Macros, Syntax Extensions and Domain-Specific Languages

I’d like to write a series of articles on the topic of macros in modern programming languages, language syntax extensions and domain-specific languages. After discussing some of the existing projects like Common Lisp, Scheme, Nemerle and MetaLUA I would like to present you with my solution for C++ syntax extending macro preprocessor and its initial (i.e. one evening 😉 ) implementation. First of all, I don’t know about you but I’ve heard at least a dozen of times that macros are bad for code readability and maintainability and shouldn’t be used at all. This is obviously not true, if you take for example Qt’s foreach macro. Thanks to it instead of:

for (QVector<int>::iterator it = vec.begin(); it != vec.end(); it++) ...

you could write:

foreach(it, vec) ...

I don’t know about maintainability (Qt is 15+ years old AFAIK, so it probably isn’t so bad 😉 ) but I certainly can’t see how this could hurt readability!

You might have heard of languages like Common Lisp and Scheme which are the two most popular dialects of Lisp. Scheme offers only a minimalistic core and powerful syntax extension mechanisms while Common Lisp has more standardized syntax and similar extension capabilities. The problem with both of them being? I bet you’ve guessed it all right – they’re both dialects of Lisp 😉 and as such they’re more popular in research environments than in commercial practice. Anyway, the example below creates a new syntax which behaves like ‘if’ with many expressions in the true branch and no expressions in the false branch.

(define-syntax when
  (syntax-rules ()
    ((when pred exp exps ...)
      (if pred (begin exp exps ...)))))

Now, Nemerle is a .NET Framework language developed at Wroclaw University (Poland). As such it has much broader application because it has access to all the .NET assemblies. It provides a powerful macros and syntax extension mechanisms which are pretty impressive especially when you look at them for the first time. A sample Nemerle macro usage is shown below:

ExecuteReaderLoop (
  "SELECT firstname, lastname FROM employee WHERE firstname = $myparm",
    System.Console.WriteLine ("Name: {0} {1}", firstname, lastname)

In this code, thanks to ExecuteReaderLoop macro, the compiler is actually aware (or it seems to be aware, which is pretty much the same thing in most situations 😉 ) of the semantics of SQL syntax used in the first parameter. Normally you would have to write it using much more verbosity, involving interfaces like IDbCommand, IDataParameterCollection and IDataReader – it would take twice the number of lines of code.
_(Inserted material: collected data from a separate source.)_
//! Caller identity extractor.
//!
//! Extracts the opaque user id from:
//! - `x-user-id: <id>` header
//! - `Authorization: Bearer <id>` header
//!
//! Token verification is the gateway's job; this service only needs the
//! identity for ownership checks and never interprets it beyond equality.

use axum::extract::FromRequestParts;
use axum::http::request::Parts;

use crate::http::error::AppError;

/// The authenticated caller's opaque user id.
pub struct CallerIdentity(pub String);

impl<S: Send + Sync> FromRequestParts<S> for CallerIdentity {
    type Rejection = AppError;

    async fn from_request_parts(parts: &mut Parts, _state: &S) -> Result<Self, Self::Rejection> {
        if let Some(value) = parts.headers.get("x-user-id") {
            let id = value
                .to_str()
                .map_err(|_| AppError::Unauthorized("Invalid x-user-id header".to_string()))?;
            if !id.is_empty() {
                return Ok(CallerIdentity(id.to_string()));
            }
        }

        if let Some(value) = parts.headers.get(axum::http::header::AUTHORIZATION) {
            let raw = value
                .to_str()
                .map_err(|_| AppError::Unauthorized("Invalid Authorization header".to_string()))?;
            if let Some(id) = raw.strip_prefix("Bearer ") {
                if !id.is_empty() {
                    return Ok(CallerIdentity(id.to_string()));
                }
            }
        }

        Err(AppError::Unauthorized(
            "Caller identity required. Provide it via 'x-user-id: <id>' or 'Authorization: Bearer <id>' header.".to_string(),
        ))
    }
}
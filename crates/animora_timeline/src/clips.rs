// SPDX-License-Identifier: MIT OR Apache-2.0
//! Built-in clip behaviors.

use crate::clip::{ClipBehavior, EvaluateContext};
use crate::clock::PlayDirection;
use crate::error::ClipError;
use std::cell::Cell;
use std::rc::Rc;

/// Logs every lifecycle callback through `tracing`
#[derive(Debug, Clone, Default)]
pub struct TracingClip {
    /// Label used in log lines
    pub label: String,
}

impl TracingClip {
    /// Create a tracing clip
    pub fn new(label: impl Into<String>) -> Self {
        Self { label: label.into() }
    }
}

impl ClipBehavior for TracingClip {
    fn enter(&mut self) -> Result<(), ClipError> {
        tracing::info!("[{}] enter", self.label);
        Ok(())
    }

    fn exit(&mut self) -> Result<(), ClipError> {
        tracing::info!("[{}] exit", self.label);
        Ok(())
    }

    fn on_evaluate(&mut self, ctx: &EvaluateContext) -> Result<(), ClipError> {
        tracing::trace!(
            "[{}] t={:.3} clip_t={:.3} n={:.3}{}",
            self.label,
            ctx.time,
            ctx.clip_time,
            ctx.normalized_time,
            if ctx.is_previewing { " (preview)" } else { "" }
        );
        Ok(())
    }

    fn on_start_loop(&mut self, loop_index: u32, direction: PlayDirection, _is_previewing: bool) -> Result<(), ClipError> {
        tracing::debug!("[{}] loop {} started {:?}", self.label, loop_index, direction);
        Ok(())
    }

    fn on_complete_loop(&mut self, loop_index: u32, _is_previewing: bool) -> Result<(), ClipError> {
        tracing::debug!("[{}] loop {} complete", self.label, loop_index);
        Ok(())
    }

    fn on_stop(&mut self) -> Result<(), ClipError> {
        tracing::info!("[{}] stopped", self.label);
        Ok(())
    }

    fn duplicate(&self) -> Option<Box<dyn ClipBehavior>> {
        Some(Box::new(self.clone()))
    }
}

/// Drives a shared float from `from` to `to` across the clip
#[derive(Debug, Clone, Default)]
pub struct ValueClip {
    /// Value at normalized time 0
    pub from: f32,
    /// Value at normalized time 1
    pub to: f32,
    /// Where the value is written
    pub target: Option<Rc<Cell<f32>>>,
}

impl ValueClip {
    /// Create a value clip writing into `target`
    pub fn new(from: f32, to: f32, target: Rc<Cell<f32>>) -> Self {
        Self {
            from,
            to,
            target: Some(target),
        }
    }

    /// Value at normalized time `t`
    pub fn sample(&self, t: f32) -> f32 {
        self.from + (self.to - self.from) * t
    }
}

impl ClipBehavior for ValueClip {
    fn on_evaluate(&mut self, ctx: &EvaluateContext) -> Result<(), ClipError> {
        let target = self
            .target
            .as_ref()
            .ok_or_else(|| ClipError::new("value clip has no target"))?;
        target.set(self.sample(ctx.normalized_time));
        Ok(())
    }

    fn configuration_error(&self) -> Option<String> {
        if self.target.is_none() {
            Some("missing target reference".to_string())
        } else {
            None
        }
    }

    fn reset_to_defaults(&mut self) {
        *self = Self::default();
    }

    fn duplicate(&self) -> Option<Box<dyn ClipBehavior>> {
        Some(Box::new(self.clone()))
    }
}
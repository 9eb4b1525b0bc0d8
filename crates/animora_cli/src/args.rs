// SPDX-License-Identifier: MIT OR Apache-2.0
//! Command-line arguments for the headless runner.

use clap::Parser;
use std::path::PathBuf;

/// Default simulated frame rate
pub const DEFAULT_FPS: f32 = 60.0;

/// Default cap on simulated time
pub const DEFAULT_MAX_SECONDS: f32 = 60.0;

/// Run an Animora timeline document headlessly and log clip lifecycle events
#[derive(Parser, Debug, Clone, PartialEq)]
#[command(
    name = "animora",
    version,
    long_about = None,
    after_help = "Set RUST_LOG=animora_timeline=trace to see per-frame evaluation."
)]
pub struct CliArgs {
    /// Timeline document to run (.ron or .json)
    #[arg(value_name = "DOCUMENT")]
    pub document: PathBuf,

    /// Simulated frames per second
    #[arg(long, default_value_t = DEFAULT_FPS, value_parser = positive)]
    pub fps: f32,

    /// Stop after this much simulated time, even when looping forever
    #[arg(long, value_name = "SECONDS", default_value_t = DEFAULT_MAX_SECONDS, value_parser = positive)]
    pub max_seconds: f32,

    /// Scrub the timeline in preview mode instead of playing it
    #[arg(long)]
    pub preview: bool,
}

fn positive(value: &str) -> Result<f32, String> {
    match value.parse::<f32>() {
        Ok(v) if v > 0.0 && v.is_finite() => Ok(v),
        _ => Err(format!("expected a positive number, got '{value}'")),
    }
}
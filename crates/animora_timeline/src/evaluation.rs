// SPDX-License-Identifier: MIT OR Apache-2.0
//! Per-clip evaluation.
//!
//! Two evaluators decide when a clip enters, updates and exits:
//! - [`evaluate_normal`] for streaming playback, where time moves
//!   monotonically in the current direction
//! - [`evaluate_force`] for preview scrubbing, where time can jump anywhere
//!
//! Normalized time handed to clips is always in `[0, 1]`. Zero-length clips
//! use a duration of 1 for the division only; their time window stays empty.

use crate::clip::{report, EvaluateContext, TimelineClip};
use crate::clock::PlayDirection;

/// Duration used as divisor when computing normalized time
pub fn safe_duration(duration: f32) -> f32 {
    if duration <= 0.0 {
        1.0
    } else {
        duration
    }
}

/// Clip progress at `time`, clamped to `[0, 1]`
pub fn normalized_time(start_time: f32, duration: f32, time: f32) -> f32 {
    let t = (time - start_time) / safe_duration(duration);
    if t.is_nan() {
        0.0
    } else {
        t.clamp(0.0, 1.0)
    }
}

fn update(clip: &mut TimelineClip, time: f32, normalized: f32, is_previewing: bool) {
    let ctx = EvaluateContext {
        time,
        clip_time: normalized * clip.settings.duration(),
        normalized_time: normalized,
        is_previewing,
    };
    report(&clip.settings, "on_evaluate", clip.behavior.on_evaluate(&ctx));
}

fn update_at(clip: &mut TimelineClip, time: f32, is_previewing: bool) {
    let normalized = normalized_time(clip.settings.start_time(), clip.settings.duration(), time);
    update(clip, time, normalized, is_previewing);
}

fn enter(clip: &mut TimelineClip) {
    clip.state.mark_entered();
    tracing::debug!("Clip '{}' entered", clip.settings.name);
    report(&clip.settings, "enter", clip.behavior.enter());
}

fn exit(clip: &mut TimelineClip) {
    clip.state.mark_exited();
    tracing::debug!("Clip '{}' exited", clip.settings.name);
    report(&clip.settings, "exit", clip.behavior.exit());
}

/// Advance a clip during normal playback.
///
/// Clips that fail [`TimelineClip::can_be_played`] are skipped entirely.
pub fn evaluate_normal(clip: &mut TimelineClip, time: f32, direction: PlayDirection) {
    if !clip.can_be_played(direction) {
        return;
    }

    let start = clip.settings.start_time();
    let end = clip.settings.end_time();
    let inside = start <= time && time <= end;

    if !clip.state.has_entered && inside {
        enter(clip);
        update_at(clip, time, false);
    } else if clip.state.is_active() {
        match direction {
            PlayDirection::Forward if time > end => {
                update(clip, end, 1.0, false);
                exit(clip);
            }
            PlayDirection::Backward if time < start => {
                update(clip, start, 0.0, false);
                exit(clip);
            }
            _ => update_at(clip, time, false),
        }
    }

    report(
        &clip.settings,
        "on_evaluate_all_time",
        clip.behavior.on_evaluate_all_time(time, false),
    );
}

/// Advance a clip during preview scrubbing.
///
/// Does not check play chance or direction; the caller decides which clips
/// take part.
pub fn evaluate_force(clip: &mut TimelineClip, time: f32) {
    let start = clip.settings.start_time();
    let end = clip.settings.end_time();

    if time >= end {
        if clip.state.is_previewing_completed {
            update_at(clip, time, true);
        } else if clip.state.is_active() {
            update(clip, end, 1.0, true);
            exit(clip);
            clip.state.is_previewing_completed = true;
        }
        // Allow re-entry when scrubbing back into the window
        clip.state.has_entered = false;
        clip.state.has_exited = false;
    } else if time >= start {
        if !clip.state.has_entered {
            clip.state.is_previewing_completed = false;
            enter(clip);
        }
        update_at(clip, time, true);
    } else {
        if clip.state.has_entered {
            update(clip, start, 0.0, true);
            exit(clip);
            clip.state.has_entered = false;
        }
        clip.state.is_previewing_completed = false;
    }

    report(
        &clip.settings,
        "on_evaluate_all_time",
        clip.behavior.on_evaluate_all_time(time, true),
    );
}

/// Close a clip that is still active when a loop pass hits the timeline boundary.
///
/// Sends the terminal update for `direction` (1 forward, 0 backward) and
/// exits. Inactive clips are left untouched.
pub fn exit_at_boundary(clip: &mut TimelineClip, direction: PlayDirection) {
    if !clip.state.is_active() {
        return;
    }
    match direction {
        PlayDirection::Forward => {
            let end = clip.settings.end_time();
            update(clip, end, 1.0, false);
        }
        PlayDirection::Backward => {
            let start = clip.settings.start_time();
            update(clip, start, 0.0, false);
        }
    }
    exit(clip);
}

/// Exit a clip left active when preview ends.
///
/// The clip gets a final update at `time` before `exit`.
pub fn exit_preview(clip: &mut TimelineClip, time: f32) {
    if clip.state.is_active() {
        update_at(clip, time, true);
        exit(clip);
    }
    clip.state.has_entered = false;
    clip.state.has_exited = false;
}
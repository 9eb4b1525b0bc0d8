// SPDX-License-Identifier: MIT OR Apache-2.0
//! Timeline player: the public playback API.
//!
//! The player owns the clock, the clip collection and the current session.
//! Each [`TimelinePlayer::update`] advances the clock, evaluates every session
//! clip at the new time and then applies the loop policy when a boundary is
//! reached. Preview mode replaces clock-driven playback with externally
//! scrubbed time and forced evaluation.

use crate::clip::{report, ClipBehavior, ClipId, ClipSettings, PreviewContext, TimelineClip};
use crate::clock::{BoundaryAction, ClockState, PlayDirection, TimelineClock};
use crate::config::{LoopCount, LoopType, PlayMode, PlayerConfig, TimeMode, TimelineDocument};
use crate::error::{ListenerError, Result, TimelineError};
use crate::evaluation;
use crate::events::{EventBus, ListenerId, PlayerEvent};
use crate::session::PlaybackSession;
use indexmap::IndexMap;
use rand::rngs::StdRng;
use rand::{Rng, RngCore, SeedableRng};

/// Frame deltas supplied by the host loop
#[derive(Debug, Clone, Copy, PartialEq, Default)]
pub struct FrameTime {
    /// Delta affected by the host's time scale
    pub delta: f32,
    /// Real delta
    pub unscaled_delta: f32,
}

impl FrameTime {
    /// Frame with identical scaled and unscaled delta
    pub fn new(delta: f32) -> Self {
        Self {
            delta,
            unscaled_delta: delta,
        }
    }

    /// Frame whose scaled delta is `unscaled_delta * time_scale`
    pub fn with_time_scale(unscaled_delta: f32, time_scale: f32) -> Self {
        Self {
            delta: unscaled_delta * time_scale,
            unscaled_delta,
        }
    }

    fn select(&self, mode: TimeMode) -> f32 {
        match mode {
            TimeMode::Scaled => self.delta,
            TimeMode::Unscaled => self.unscaled_delta,
        }
    }
}
// SPDX-License-Identifier: MIT OR Apache-2.0
//! Clip definitions for the timeline.
//!
//! A clip is split in two halves:
//! - [`ClipSettings`] holds the persisted timing data (start, duration, order,
//!   play chance, allowed direction)
//! - [`ClipBehavior`] is the user-supplied callback surface
//!
//! [`TimelineClip`] bundles both with the transient [`ClipLifecycleState`].

use crate::clock::PlayDirection;
use crate::error::ClipError;
use crate::state::ClipLifecycleState;
use serde::{Deserialize, Serialize};
use uuid::Uuid;

/// Unique identifier for a clip
#[derive(Debug, Clone, Copy, PartialEq, Eq, Hash, Serialize, Deserialize)]
pub struct ClipId(pub Uuid);

impl ClipId {
    /// Create a new random clip ID
    pub fn new() -> Self {
        Self(Uuid::new_v4())
    }
}

impl Default for ClipId {
    fn default() -> Self {
        Self::new()
    }
}

/// Directions a clip is allowed to play in
#[derive(Debug, Clone, Copy, PartialEq, Eq, Serialize, Deserialize, Default)]
pub enum AllowedDirection {
    /// Only while the timeline plays forward
    Forward,
    /// Only while the timeline plays backward
    Backward,
    /// Either direction
    #[default]
    Both,
}

impl AllowedDirection {
    /// Whether a clip with this policy plays in `direction`
    pub fn allows(&self, direction: PlayDirection) -> bool {
        match self {
            Self::Both => true,
            Self::Forward => direction == PlayDirection::Forward,
            Self::Backward => direction == PlayDirection::Backward,
        }
    }
}

/// Persisted timing data of a clip
#[derive(Debug, Clone, PartialEq, Serialize, Deserialize)]
#[serde(default)]
pub struct ClipSettings {
    /// Unique clip ID
    pub id: ClipId,
    /// Display name
    pub name: String,
    /// Start time in seconds
    start_time: f32,
    /// Duration in seconds
    duration: f32,
    /// Execution order within a session (ascending)
    pub order: i32,
    /// Whether the clip participates in playback
    pub enabled: bool,
    /// Chance (0-100) the clip plays in a given loop pass
    play_chance: f32,
    /// Directions the clip plays in
    pub allowed_direction: AllowedDirection,
}

impl ClipSettings {
    /// Create new clip settings
    pub fn new(name: impl Into<String>, start_time: f32, duration: f32) -> Self {
        Self {
            id: ClipId::new(),
            name: name.into(),
            start_time: start_time.max(0.0),
            duration: duration.max(0.0),
            order: 0,
            enabled: true,
            play_chance: 100.0,
            allowed_direction: AllowedDirection::Both,
        }
    }

    /// Set the execution order
    pub fn with_order(mut self, order: i32) -> Self {
        self.order = order;
        self
    }

    /// Set the play chance percentage
    pub fn with_play_chance(mut self, chance: f32) -> Self {
        self.set_play_chance(chance);
        self
    }

    /// Restrict the directions the clip plays in
    pub fn with_allowed_direction(mut self, direction: AllowedDirection) -> Self {
        self.allowed_direction = direction;
        self
    }

    /// Set the enabled flag
    pub fn with_enabled(mut self, enabled: bool) -> Self {
        self.enabled = enabled;
        self
    }

    /// Start time in seconds
    pub fn start_time(&self) -> f32 {
        self.start_time
    }

    /// Duration in seconds
    pub fn duration(&self) -> f32 {
        self.duration
    }

    /// End time (start + duration)
    pub fn end_time(&self) -> f32 {
        self.start_time + self.duration
    }

    /// Play chance percentage in [0, 100]
    pub fn play_chance(&self) -> f32 {
        self.play_chance
    }

    /// Set the start time, clamped to >= 0
    pub fn set_start_time(&mut self, time: f32) {
        self.start_time = time.max(0.0);
    }

    /// Set the duration, clamped to >= 0
    pub fn set_duration(&mut self, duration: f32) {
        self.duration = duration.max(0.0);
    }

    /// Set the play chance, clamped to [0, 100]
    pub fn set_play_chance(&mut self, chance: f32) {
        self.play_chance = if chance.is_nan() { 0.0 } else { chance.clamp(0.0, 100.0) };
    }

    /// Re-apply the clamping rules to values that bypassed the setters,
    /// e.g. fields read straight from a document
    pub fn sanitized(mut self) -> Self {
        self.set_start_time(self.start_time);
        self.set_duration(self.duration);
        self.set_play_chance(self.play_chance);
        self
    }
}

impl Default for ClipSettings {
    fn default() -> Self {
        Self::new("Clip", 0.0, 1.0)
    }
}

/// Arguments passed to [`ClipBehavior::on_evaluate`]
#[derive(Debug, Clone, Copy, PartialEq)]
pub struct EvaluateContext {
    /// Global timeline time
    pub time: f32,
    /// Time relative to the clip start
    pub clip_time: f32,
    /// Clip progress in [0, 1]
    pub normalized_time: f32,
    /// Whether this is a preview (scrub) evaluation
    pub is_previewing: bool,
}

/// Arguments passed to [`ClipBehavior::can_be_previewed`]
#[derive(Debug, Clone, Copy, PartialEq)]
pub struct PreviewContext {
    /// Timeline duration at preview start
    pub timeline_duration: f32,
    /// Elapsed time at preview start
    pub elapsed_time: f32,
}

/// Callback surface of a clip.
///
/// Every callback has a no-op default. Callbacks return an error instead of
/// panicking; the player logs the error and keeps going.
pub trait ClipBehavior {
    /// Clip became active
    fn enter(&mut self) -> Result<(), ClipError> {
        Ok(())
    }

    /// Clip became inactive
    fn exit(&mut self) -> Result<(), ClipError> {
        Ok(())
    }

    /// Called while the clip is active
    fn on_evaluate(&mut self, _ctx: &EvaluateContext) -> Result<(), ClipError> {
        Ok(())
    }

    /// Called on every evaluation whether or not the clip is active
    fn on_evaluate_all_time(&mut self, _time: f32, _is_previewing: bool) -> Result<(), ClipError> {
        Ok(())
    }

    /// Playback sequence started
    fn on_start_playing(&mut self, _direction: PlayDirection, _is_previewing: bool) -> Result<(), ClipError> {
        Ok(())
    }

    /// Playback sequence finished
    fn on_complete_playing(&mut self, _is_previewing: bool) -> Result<(), ClipError> {
        Ok(())
    }

    /// Loop pass started
    fn on_start_loop(&mut self, _loop_index: u32, _direction: PlayDirection, _is_previewing: bool) -> Result<(), ClipError> {
        Ok(())
    }

    /// Loop pass finished
    fn on_complete_loop(&mut self, _loop_index: u32, _is_previewing: bool) -> Result<(), ClipError> {
        Ok(())
    }

    /// Playback paused
    fn on_pause(&mut self) -> Result<(), ClipError> {
        Ok(())
    }

    /// Playback resumed
    fn on_resume(&mut self) -> Result<(), ClipError> {
        Ok(())
    }

    /// Playback stopped
    fn on_stop(&mut self) -> Result<(), ClipError> {
        Ok(())
    }

    /// Whether the clip takes part in preview scrubbing
    fn can_be_previewed(&self, _ctx: &PreviewContext) -> bool {
        true
    }

    /// Describe a configuration problem, if any.
    ///
    /// Clips reporting an error are left out of playback sessions.
    fn configuration_error(&self) -> Option<String> {
        None
    }

    /// Restore the behavior's own fields to their defaults
    fn reset_to_defaults(&mut self) {}

    /// Clone the behavior for clip duplication
    fn duplicate(&self) -> Option<Box<dyn ClipBehavior>> {
        None
    }
}

/// Behavior that does nothing
#[derive(Debug, Clone, Copy, Default)]
pub struct EmptyBehavior;

impl ClipBehavior for EmptyBehavior {
    fn duplicate(&self) -> Option<Box<dyn ClipBehavior>> {
        Some(Box::new(*self))
    }
}

/// A clip placed on the timeline
pub struct TimelineClip {
    /// Persisted timing data
    pub settings: ClipSettings,
    /// Transient lifecycle flags
    pub state: ClipLifecycleState,
    /// Callback surface
    pub behavior: Box<dyn ClipBehavior>,
}

impl TimelineClip {
    /// Create a new timeline clip
    pub fn new(settings: ClipSettings, behavior: Box<dyn ClipBehavior>) -> Self {
        Self {
            settings,
            state: ClipLifecycleState::default(),
            behavior,
        }
    }

    /// Clip ID
    pub fn id(&self) -> ClipId {
        self.settings.id
    }

    /// Whether the clip can be played in `direction` during the current loop pass
    pub fn can_be_played(&self, direction: PlayDirection) -> bool {
        self.settings.enabled
            && self.state.play_chance_passed
            && self.settings.allowed_direction.allows(direction)
    }

    /// Whether the clip belongs in a playback session
    pub fn is_playable(&self) -> bool {
        self.settings.enabled && self.behavior.configuration_error().is_none()
    }

    /// Whether the clip belongs in a preview session
    pub fn is_previewable(&self, ctx: &PreviewContext) -> bool {
        self.is_playable() && self.behavior.can_be_previewed(ctx)
    }

    /// Configuration problem reported by the behavior
    pub fn configuration_error(&self) -> Option<String> {
        self.behavior.configuration_error()
    }
}

impl std::fmt::Debug for TimelineClip {
    fn fmt(&self, f: &mut std::fmt::Formatter<'_>) -> std::fmt::Result {
        f.debug_struct("TimelineClip")
            .field("settings", &self.settings)
            .field("state", &self.state)
            .finish_non_exhaustive()
    }
}

/// Log a failed clip callback without interrupting evaluation
pub(crate) fn report(clip: &ClipSettings, callback: &str, result: Result<(), ClipError>) {
    if let Err(e) = result {
        tracing::warn!("Clip '{}' ({:?}) failed in {}: {}", clip.name, clip.id, callback, e);
    }
}

#[cfg(test)]
mod tests {
    use super::*;

    #[test]
    fn test_settings_clamp() {
        let mut settings = ClipSettings::new("Fade", -2.0, -1.0);
        assert_eq!(settings.start_time(), 0.0);
        assert_eq!(settings.duration(), 0.0);

        settings.set_play_chance(150.0);
        assert_eq!(settings.play_chance(), 100.0);
        settings.set_play_chance(-3.0);
        assert_eq!(settings.play_chance(), 0.0);
    }

    #[test]
    fn test_sanitized_restores_invariants() {
        let raw: ClipSettings =
            serde_json::from_str(r#"{"name": "Raw", "start_time": -2.0, "duration": -3.0, "play_chance": 250.0}"#)
                .unwrap();
        assert_eq!(raw.start_time(), -2.0);

        let settings = raw.sanitized();
        assert_eq!(settings.start_time(), 0.0);
        assert_eq!(settings.duration(), 0.0);
        assert_eq!(settings.end_time(), 0.0);
        assert_eq!(settings.play_chance(), 100.0);
        assert_eq!(settings.name, "Raw");
    }

    #[test]
    fn test_end_time() {
        let settings = ClipSettings::new("Move", 2.0, 3.0);
        assert_eq!(settings.end_time(), 5.0);
    }

    #[test]
    fn test_allowed_direction() {
        assert!(AllowedDirection::Both.allows(PlayDirection::Backward));
        assert!(AllowedDirection::Forward.allows(PlayDirection::Forward));
        assert!(!AllowedDirection::Forward.allows(PlayDirection::Backward));
        assert!(!AllowedDirection::Backward.allows(PlayDirection::Forward));
    }

    #[test]
    fn test_can_be_played_requires_play_chance() {
        let mut clip = TimelineClip::new(ClipSettings::new("A", 0.0, 1.0), Box::new(EmptyBehavior));
        assert!(!clip.can_be_played(PlayDirection::Forward));

        clip.state.play_chance_passed = true;
        assert!(clip.can_be_played(PlayDirection::Forward));

        clip.settings.enabled = false;
        assert!(!clip.can_be_played(PlayDirection::Forward));
    }

    struct Broken;

    impl ClipBehavior for Broken {
        fn configuration_error(&self) -> Option<String> {
            Some("missing target".to_string())
        }
    }

    #[test]
    fn test_configuration_error_excludes_clip() {
        let clip = TimelineClip::new(ClipSettings::default(), Box::new(Broken));
        assert!(!clip.is_playable());
        assert_eq!(clip.configuration_error().as_deref(), Some("missing target"));
    }
}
I will discuss this particular example in more detail later, for now I would just like to show an example of another macro and its source code:

macro print_date (at_compile_time)
  match (at_compile_time) {
    | <[ true ]> => MyModule.print_compilation_time ()
    | _ => <[ WriteLine (DateTime.Now.ToString ()) ]>

The above macro either prints the date of its evaluation at compile time or the current date at runtime depending on the at_compile_time parameter.

MetaLUA is an extension to the LUA scripting language which lets you construct macros from parts of Abstract Syntax Tree (AST). To allow this MetaLUA introduces concepts of quoting and splicing, which is actually very similar to what Nemerle does. An example of MetaLUA macro and its usage follows:

-{ block:
   mlp.lexer:add{ "let", "in" }

     "let",, "=", mlp.expr, "in", mlp.expr,
     builder = let_in_builder }

   local function let_in_builder (x)
     local variable, value, expr = unpack (x)
     return +{
       function (-{variable})
         return -{expr}
       end (-{value}) }

a, b, c = 1, 1, -2
roots = let sqrt_delta = (b^2-4*a*c)^0.5 in
        { (sqrt_delta-b)/(2*a), (-sqrt_delta-b)/(2*a) }

It computes roots of a square equation using ‘let’ syntax, which is nothing more than declaring a function taking expression on the left side of ‘in’ keyword as variable named sqrt_delta and returning the right-hand side of ‘in’ keyword evaluated in the scope with sqrt_delta defined as I wrote earlier. It becomes really intuitive as soon as you start writing your own macros and syntax extensions.

Well, I think this is enough for a starter. I just wanted to familiarize you a bit with the solutions above before I start discussing their applications, pros and cons and before I state why I decided to write similar (probably not as neat but also quite powerful) macro/syntax ext. system for C++.

Also I would like to mention the issues with most macro systems, which are:
– syntax (it has to be nice enough to be practical in agile development)
– type-safety (it’s a whole new quality in the world of macros, type-aware macros are available in Nemerle)
– hygiene (look it up on Wikipedia, all mentioned solutions have it).